Adjunctive Therapies

  • Anthelmintic drugs: Antihemintic medication is generally indicated for symptomatic patients with multiple, live parenchymal noncalcified cysts. Anthelmintic drugs will not benefit patients with calcified, dead worm cysts.
  • Anthelmintic drugs may also be effective on ventricular or cisternal cysts: Their efficacy in these situations is debatable. Otherwise, it is unlikely that live cysts will be spontaneously destroyed (30,32,39)
  • Albendazole is the drug of choice: It has been used in a dose of 15 mg/kg/day in two or three divided doses for 28 days.

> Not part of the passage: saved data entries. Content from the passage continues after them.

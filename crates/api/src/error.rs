use axum::http::StatusCode;
use axum::response::{IntoResponse, Response};
use serde_json::json;

use landex_core::error::CoreError;
use landex_db::StoreError;

/// Application-level error type for HTTP handlers.
///
/// Wraps [`CoreError`] for domain errors and adds HTTP-specific variants.
/// Implements [`IntoResponse`] to produce consistent JSON error responses.
#[derive(Debug, thiserror::Error)]
pub enum AppError {
    /// A domain-level error from `landex_core`.
    #[error(transparent)]
    Core(#[from] CoreError),

    /// A backing-store failure from the repository layer.
    #[error("Database error: {0}")]
    Database(#[from] sqlx::Error),

    /// A bad request with a human-readable message.
    #[error("Bad request: {0}")]
    BadRequest(String),

    /// An internal error with a human-readable message.
    #[error("Internal error: {0}")]
    InternalError(String),
}

/// Convenience type alias for handler return values.
pub type AppResult<T> = Result<T, AppError>;

impl From<StoreError> for AppError {
    fn from(err: StoreError) -> Self {
        match err {
            StoreError::Codec(core) => AppError::Core(core),
            StoreError::Database(db) => AppError::Database(db),
        }
    }
}

impl From<validator::ValidationErrors> for AppError {
    fn from(err: validator::ValidationErrors) -> Self {
        AppError::Core(CoreError::Validation(err.to_string()))
    }
}

impl IntoResponse for AppError {
    fn into_response(self) -> Response {
        let (status, code, message) = match &self {
            // --- CoreError variants ---
            AppError::Core(core) => match core {
                CoreError::NotFound { entity, id } => (
                    StatusCode::NOT_FOUND,
                    "NOT_FOUND",
                    format!("{entity} with id {id} not found"),
                ),
                CoreError::Validation(msg) => {
                    (StatusCode::BAD_REQUEST, "VALIDATION_ERROR", msg.clone())
                }
                CoreError::MalformedCollection { field, .. } => (
                    StatusCode::BAD_REQUEST,
                    "MALFORMED_COLLECTION",
                    format!("Collection field '{field}' is not a valid sequence"),
                ),
                CoreError::Unauthorized(msg) => {
                    (StatusCode::UNAUTHORIZED, "UNAUTHORIZED", msg.clone())
                }
                CoreError::Forbidden(msg) => (StatusCode::FORBIDDEN, "FORBIDDEN", msg.clone()),
                CoreError::UploadRejected(msg) => {
                    (StatusCode::BAD_REQUEST, "UPLOAD_REJECTED", msg.clone())
                }
                CoreError::Internal(msg) => {
                    tracing::error!(error = %msg, "Internal core error");
                    (
                        StatusCode::INTERNAL_SERVER_ERROR,
                        "INTERNAL_ERROR",
                        "An internal error occurred".to_string(),
                    )
                }
            },

            // --- Store failures: sanitized and distinct from NotFound ---
            AppError::Database(err) => {
                tracing::error!(error = %err, "Database error");
                (
                    StatusCode::INTERNAL_SERVER_ERROR,
                    "STORE_FAILURE",
                    "The store could not complete the operation; try again".to_string(),
                )
            }

            // --- HTTP-specific errors ---
            AppError::BadRequest(msg) => (StatusCode::BAD_REQUEST, "BAD_REQUEST", msg.clone()),
            AppError::InternalError(msg) => {
                tracing::error!(error = %msg, "Internal error");
                (
                    StatusCode::INTERNAL_SERVER_ERROR,
                    "INTERNAL_ERROR",
                    "An internal error occurred".to_string(),
                )
            }
        };

        let body = json!({
            "error": message,
            "code": code,
        });

        (status, axum::Json(body)).into_response()
    }
}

  • Praziquantel is the oldest cysticidal drug. It is used in a dose of 50 mg/kg/day for 15 days. A single-day praziquantel therapy (25 mg/kg/dose every 2 h × 3 doses) has been reported to be as effective as 7-day treatment with albendazole.
  • Ocular cysticercosis: Treatment with anthelmintic drugs is contraindicated when there is ocular cysticerosis because the inflammatory response may worsen the outcome. Surgical removal is usually necessary in individuals with intraocular cysts (55).


  • Resolution of the lesion on CAT scans: The  cysts resolve in about 68% of the patients 4 weeks to 3 months after treatment. Cured patients may remain seropositive even 1 year after the end of the treatment (5,19,28,32).
  • Imaging at 3 months: MRI or CAT scanning is performed after 3 months to follow resolution of lesions.